◆ **Exercise**
Scan the records beneath this line for the line holding "it is returned." and the line holding "the queue's pool.", then transcribe exactly those two and all lines between.

Dataset records:
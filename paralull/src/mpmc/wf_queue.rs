use std::cell::Cell;
use std::fmt;
use std::marker::PhantomData;
use std::ptr::NonNull;

use crate::error::QueueError;
use crate::MpmcQueue;

use super::handle::HandleId;
use super::local;
use super::raw::RawQueue;
use super::segment::Payload;

/// Heap cell for one queued value. The alignment keeps the low two bits of
/// its address free for the slot tags.
#[repr(align(4))]
struct Item<T>(T);

fn into_payload<T>(value: T) -> Payload {
    let item = Box::new(Item(value));
    // SAFETY: `Box::into_raw` never returns null.
    Payload::from_ptr(unsafe { NonNull::new_unchecked(Box::into_raw(item)) })
}

/// # Safety
/// `p` must come from `into_payload::<T>` and be claimed exactly once.
unsafe fn from_payload<T>(p: Payload) -> T {
    Box::from_raw(p.as_ptr::<Item<T>>()).0
}

/// Unbounded wait-free multi-producer multi-consumer FIFO queue.
///
/// Any number of threads may call [`enqueue`](Self::enqueue) and
/// [`dequeue`](Self::dequeue) concurrently. Each thread gets its own handle
/// on first use; the handle is retired when the thread exits. Threads that
/// prefer explicit control can take a [`QueueHandle`] with
/// [`register`](Self::register).
///
/// Values are returned in the order their cells were committed, which for a
/// single producer is the order it enqueued them.
///
/// ```
/// use paralull::WfQueue;
///
/// let q = WfQueue::new();
/// q.enqueue(1);
/// q.enqueue(2);
/// assert_eq!(q.dequeue(), Some(1));
/// assert_eq!(q.dequeue(), Some(2));
/// assert_eq!(q.dequeue(), None);
/// ```
pub struct WfQueue<T: Send> {
    raw: RawQueue,
    _marker: PhantomData<T>,
}

unsafe impl<T: Send> Send for WfQueue<T> {}
unsafe impl<T: Send> Sync for WfQueue<T> {}

impl<T: Send> WfQueue<T> {
    /// Creates an empty queue, aborting if the first segment cannot be
    /// allocated.
    pub fn new() -> Self {
        Self::try_new().unwrap_or_else(|e| e.abort())
    }

    /// Creates an empty queue and registers the calling thread's handle.
    pub fn try_new() -> Result<Self, QueueError> {
        let queue = Self {
            raw: RawQueue::new()?,
            _marker: PhantomData,
        };
        local::attach(&queue.raw)?;
        Ok(queue)
    }

    /// Appends `value` at the tail. Never blocks and never fails.
    pub fn enqueue(&self, value: T) {
        let p = into_payload(value);
        local::with_handle(&self.raw, |id| self.raw.enqueue(id, p));
    }

    /// Removes the value at the head, or returns `None` if the queue was
    /// empty when the call linearized.
    pub fn dequeue(&self) -> Option<T> {
        local::with_handle(&self.raw, |id| self.raw.dequeue(id))
            // SAFETY: every payload was produced by `enqueue` and the winning
            // dequeuer is the only one handed it.
            .map(|p| unsafe { from_payload(p) })
    }

    /// Returns `true` if the last observed head index has caught up with the
    /// last observed tail index.
    ///
    /// This is a snapshot, not a linearizable emptiness check: under
    /// concurrent use the answer may be stale by the time it is returned.
    pub fn is_empty(&self) -> bool {
        self.raw.is_empty()
    }

    /// Registers an explicit handle for the calling thread.
    pub fn register(&self) -> QueueHandle<'_, T> {
        self.try_register().unwrap_or_else(|e| e.abort())
    }

    pub fn try_register(&self) -> Result<QueueHandle<'_, T>, QueueError> {
        let id = self.raw.register()?;
        Ok(QueueHandle {
            queue: self,
            id,
            _not_sync: PhantomData,
        })
    }

    /// Number of segments currently linked into the queue.
    pub fn retained_segments(&self) -> usize {
        self.raw.retained_segments()
    }
}

impl<T: Send> Default for WfQueue<T> {
    fn default() -> Self {
        Self::new()
    }
}

impl<T: Send> fmt::Debug for WfQueue<T> {
    fn fmt(&self, f: &mut fmt::Formatter<'_>) -> fmt::Result {
        f.debug_struct("WfQueue")
            .field("is_empty", &self.is_empty())
            .field("retained_segments", &self.retained_segments())
            .finish_non_exhaustive()
    }
}

impl<T: Send> Drop for WfQueue<T> {
    fn drop(&mut self) {
        // SAFETY: unclaimed payloads are owned by the queue.
        self.raw
            .drain_unclaimed(|p| drop(unsafe { from_payload::<T>(p) }));
    }
}

impl<T: Send> MpmcQueue<T> for WfQueue<T> {
    fn push(&self, item: T) {
        self.enqueue(item)
    }

    fn pop(&self) -> Option<T> {
        self.dequeue()
    }

    fn is_empty(&self) -> bool {
        WfQueue::is_empty(self)
    }
}

/// A registered per-thread handle on a [`WfQueue`].
///
/// The handle may move between threads but must not be shared: it carries
/// the caller's request records and hazard. Dropping it returns the slot to
/// the queue's pool.
pub struct QueueHandle<'q, T: Send> {
    queue: &'q WfQueue<T>,
    id: HandleId,
    _not_sync: PhantomData<Cell<()>>,
}

impl<T: Send> QueueHandle<'_, T> {
    /// Appends `value` at the tail through this handle.
    pub fn enqueue(&self, value: T) {
        self.queue.raw.enqueue(self.id, into_payload(value));
    }

    /// Removes the value at the head through this handle, or returns `None`
    /// if the queue was empty.
    pub fn dequeue(&self) -> Option<T> {
        self.queue
            .raw
            .dequeue(self.id)
            // SAFETY: as in `WfQueue::dequeue`.
            .map(|p| unsafe { from_payload(p) })
    }

    /// Same advisory snapshot as [`WfQueue::is_empty`].
    pub fn is_empty(&self) -> bool {
        self.queue.is_empty()
    }
}

impl<T: Send> Drop for QueueHandle<'_, T> {
    fn drop(&mut self) {
        self.queue.raw.registry().retire(self.id);
    }
}

impl<T: Send> fmt::Debug for QueueHandle<'_, T> {
    fn fmt(&self, f: &mut fmt::Formatter<'_>) -> fmt::Result {
        f.debug_struct("QueueHandle").field("id", &self.id).finish()
    }
}
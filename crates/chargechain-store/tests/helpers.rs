#![allow(dead_code)]

use chargechain_core::{
    chain::Chain,
    recorder::{ChargeRequest, Recorder, RecorderConfig},
};
use chargechain_store::MemoryStore;
use std::sync::Arc;

pub fn create_chain() -> Chain<MemoryStore> {
    let chain = Chain::new(Arc::new(MemoryStore::new()));
    chain.ensure_genesis().expect("Failed to create genesis");
    chain
}

pub fn create_recorder(difficulty: u32) -> Recorder<MemoryStore> {
    create_recorder_with(RecorderConfig {
        difficulty,
        ..RecorderConfig::default()
    })
}

pub fn create_recorder_with(config: RecorderConfig) -> Recorder<MemoryStore> {
    Recorder::new(create_chain(), config)
}

pub fn charge(from: &str, to: &str, amount: f64) -> ChargeRequest {
    ChargeRequest::new(from, to, amount)
}
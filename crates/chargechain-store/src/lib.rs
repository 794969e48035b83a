pub mod memory_store;

pub use memory_store::MemoryStore;
pub(crate) const DEFAULT_PORT: u16 = 3000;
pub(crate) const DEFAULT_MINE_TIMEOUT_SECS: u64 = 60;
pub(crate) const TWILIO_API_BASE: &str = "https://api.twilio.com/2010-04-01";
pub(crate) const SMS_TIMEOUT_SECS: u64 = 10;

pub(crate) const MSG_MINED_AND_SENT: &str = "Block mined and SMS sent";
pub(crate) const MSG_MINED: &str = "Block mined";
use anyhow::{bail, Context, Result};
use chargechain_core::{
    chain::validate_chain, constants::DEFAULT_DIFFICULTY, recorder::ChargeRequest, Block,
};
use clap::{Parser, Subcommand};
use tracing::debug;
use tracing_subscriber::{fmt, EnvFilter};

#[derive(Parser, Debug)]
#[command(name = "chargechain-cli")]
#[command(about = "CLI client for the chargechain node")]
struct Cli {
    /// Node base URL (e.g. http://127.0.0.1:3000)
    #[arg(
        long,
        global = true,
        env = "CHARGECHAIN_NODE",
        default_value = "http://127.0.0.1:3000"
    )]
    node: String,

    #[command(subcommand)]
    cmd: Command,
}

#[derive(Subcommand, Debug)]
enum Command {
    /// Record a charge and notify both numbers
    Charge {
        /// Payer's phone number
        #[arg(long)]
        from: String,
        /// Payee's phone number
        #[arg(long)]
        to: String,
        /// Amount in USD
        #[arg(long)]
        amount: f64,
        /// Extra JSON payload stored with the transaction
        #[arg(long, value_parser = parse_json)]
        bytes: Option<serde_json::Value>,
    },
    /// Print the node's chain
    Chain,
    /// Fetch the chain and check linkage and proof of work locally
    Verify {
        /// Difficulty the node mines at
        #[arg(long, default_value_t = DEFAULT_DIFFICULTY)]
        difficulty: u32,
    },
}

fn parse_json(s: &str) -> Result<serde_json::Value, serde_json::Error> {
    serde_json::from_str(s)
}

async fn fetch_chain(client: &reqwest::Client, node: &str) -> Result<Vec<Block>> {
    let res = client
        .get(format!("{node}/api/chain"))
        .send()
        .await
        .with_context(|| format!("could not reach {node}"))?
        .error_for_status()?;
    Ok(res.json().await?)
}

#[tokio::main]
async fn main() -> Result<()> {
    fmt()
        .with_env_filter(EnvFilter::from_default_env())
        .pretty()
        .init();

    let cli = Cli::parse();
    let node = cli.node.trim_end_matches('/');
    let client = reqwest::Client::new();
    match cli.cmd {
        Command::Charge {
            from,
            to,
            amount,
            bytes,
        } => {
            let charge = ChargeRequest {
                bytes,
                ..ChargeRequest::new(&from, &to, amount)
            };
            debug!(?charge, "submitting charge");
            let res = client
                .post(format!("{node}/api/charge-and-notify"))
                .json(&charge)
                .send()
                .await
                .with_context(|| format!("could not reach {node}"))?;
            let status = res.status();
            let body = res.text().await?;
            println!("status: {}", status);
            println!("{body}");
        }
        Command::Chain => {
            let blocks = fetch_chain(&client, node).await?;
            println!("{}", serde_json::to_string_pretty(&blocks)?);
        }
        Command::Verify { difficulty } => {
            let blocks = fetch_chain(&client, node).await?;
            if let Err(fault) = validate_chain(&blocks, difficulty) {
                bail!("chain is invalid: {fault}");
            }
            println!("chain ok: {} blocks at difficulty {difficulty}", blocks.len());
        }
    }
    Ok(())
}
use crate::constants::{MSG_MINED, MSG_MINED_AND_SENT};
use crate::notify::Notifier;
use axum::{
    extract::{rejection::JsonRejection, State},
    http::StatusCode,
    response::{IntoResponse, Response},
    routing::{get, post},
    Json, Router,
};
use chargechain_core::{
    recorder::{ChargeRequest, Recorder},
    Block, MineError, RecordError, ValidationError,
};
use chargechain_store::MemoryStore;
use serde::Serialize;
use serde_json::json;
use std::sync::Arc;
use tracing::{error, warn};

#[derive(Clone)]
pub(crate) struct AppState {
    recorder: Arc<Recorder<MemoryStore>>,
    notifier: Arc<Notifier>,
}

impl AppState {
    pub(crate) fn new(recorder: Arc<Recorder<MemoryStore>>, notifier: Notifier) -> Self {
        Self {
            recorder,
            notifier: Arc::new(notifier),
        }
    }
}

#[derive(Serialize)]
struct Health {
    status: &'static str,
}

#[derive(Serialize)]
struct Head {
    height: u64,
    hash: String,
}

#[derive(Serialize)]
struct ChargeResponse {
    message: &'static str,
    block: Block,
}

/// Errors as seen by HTTP clients. Only a generic message leaves the process.
#[derive(Debug)]
pub(crate) enum ApiError {
    MissingParameters,
    InvalidParameters,
    MiningTimeout,
    MiningCancelled,
    Internal(anyhow::Error),
}

impl From<RecordError> for ApiError {
    fn from(err: RecordError) -> Self {
        match err {
            RecordError::Validation(ValidationError::MissingField(_)) => ApiError::MissingParameters,
            RecordError::Validation(ValidationError::InvalidAmount(_)) => {
                ApiError::InvalidParameters
            }
            RecordError::Mining(MineError::Timeout { .. }) => ApiError::MiningTimeout,
            RecordError::Mining(MineError::Cancelled { .. }) => ApiError::MiningCancelled,
            RecordError::Store(err) => ApiError::Internal(err),
        }
    }
}

impl IntoResponse for ApiError {
    fn into_response(self) -> Response {
        let (status, message) = match self {
            ApiError::MissingParameters => (StatusCode::BAD_REQUEST, "Missing parameters"),
            ApiError::InvalidParameters => (StatusCode::BAD_REQUEST, "Invalid parameters"),
            ApiError::MiningTimeout => (StatusCode::SERVICE_UNAVAILABLE, "Mining timed out"),
            ApiError::MiningCancelled => (StatusCode::SERVICE_UNAVAILABLE, "Mining cancelled"),
            ApiError::Internal(err) => {
                error!("internal error: {err:#}");
                (StatusCode::INTERNAL_SERVER_ERROR, "Internal error")
            }
        };
        (status, Json(json!({ "error": message }))).into_response()
    }
}

pub(crate) fn router(state: AppState) -> Router {
    Router::new()
        .route("/health", get(health))
        .route("/api/chain", get(chain))
        .route("/api/chain/head", get(head))
        .route("/api/charge-and-notify", post(charge_and_notify))
        .with_state(state)
}

async fn health() -> Json<Health> {
    Json(Health { status: "ok" })
}

async fn chain(State(state): State<AppState>) -> Result<Json<Vec<Block>>, ApiError> {
    let blocks = state
        .recorder
        .chain()
        .snapshot()
        .map_err(ApiError::Internal)?;
    Ok(Json(blocks))
}

async fn head(State(state): State<AppState>) -> Result<Json<Head>, ApiError> {
    let tip = state.recorder.chain().tip().map_err(ApiError::Internal)?;
    Ok(Json(Head {
        height: tip.index,
        hash: tip.hash,
    }))
}

async fn charge_and_notify(
    State(state): State<AppState>,
    payload: Result<Json<ChargeRequest>, JsonRejection>,
) -> Result<Json<ChargeResponse>, ApiError> {
    let Json(request) = payload.map_err(|rejection| {
        warn!("rejected charge body: {rejection}");
        ApiError::InvalidParameters
    })?;

    let recorder = Arc::clone(&state.recorder);
    let block = tokio::task::spawn_blocking(move || recorder.record(request))
        .await
        .map_err(|err| ApiError::Internal(err.into()))??;

    // The block is already on the chain; delivery problems only get logged.
    if let Some(tx) = block.transactions.first().cloned() {
        let notifier = Arc::clone(&state.notifier);
        tokio::spawn(async move {
            if let Err(err) = notifier.notify_charge(&tx).await {
                error!(to = %tx.to_number, "SMS notification failed: {err}");
            }
        });
    }

    let message = if state.notifier.is_enabled() {
        MSG_MINED_AND_SENT
    } else {
        MSG_MINED
    };
    Ok(Json(ChargeResponse { message, block }))
}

◆ **Solution to this exercise**
    /// concurrent use the answer may be stale by the time it is returned.
    pub fn is_empty(&self) -> bool {
        self.raw.is_empty()
    }

    /// Registers an explicit handle for the calling thread.
    pub fn register(&self) -> QueueHandle<'_, T> {
        self.try_register().unwrap_or_else(|e| e.abort())
    }

    pub fn try_register(&self) -> Result<QueueHandle<'_, T>, QueueError> {
        let id = self.raw.register()?;
        Ok(QueueHandle {
            queue: self,
            id,
            _not_sync: PhantomData,
        })
    }

    /// Number of segments currently linked into the queue.
    pub fn retained_segments(&self) -> usize {
        self.raw.retained_segments()
    }
}

impl<T: Send> Default for WfQueue<T> {
    fn default() -> Self {
        Self::new()
    }
}

impl<T: Send> fmt::Debug for WfQueue<T> {
    fn fmt(&self, f: &mut fmt::Formatter<'_>) -> fmt::Result {
        f.debug_struct("WfQueue")
            .field("is_empty", &self.is_empty())
            .field("retained_segments", &self.retained_segments())
            .finish_non_exhaustive()
    }
}

impl<T: Send> Drop for WfQueue<T> {
    fn drop(&mut self) {
        // SAFETY: unclaimed payloads are owned by the queue.
        self.raw
            .drain_unclaimed(|p| drop(unsafe { from_payload::<T>(p) }));
    }
}

impl<T: Send> MpmcQueue<T> for WfQueue<T> {
    fn push(&self, item: T) {
        self.enqueue(item)
    }

    fn pop(&self) -> Option<T> {
        self.dequeue()
    }

    fn is_empty(&self) -> bool {
        WfQueue::is_empty(self)
    }
}

/// A registered per-thread handle on a [`WfQueue`].
///
/// The handle may move between threads but must not be shared: it carries
/// the caller's request records and hazard. Dropping it returns the slot to
/// the queue's pool.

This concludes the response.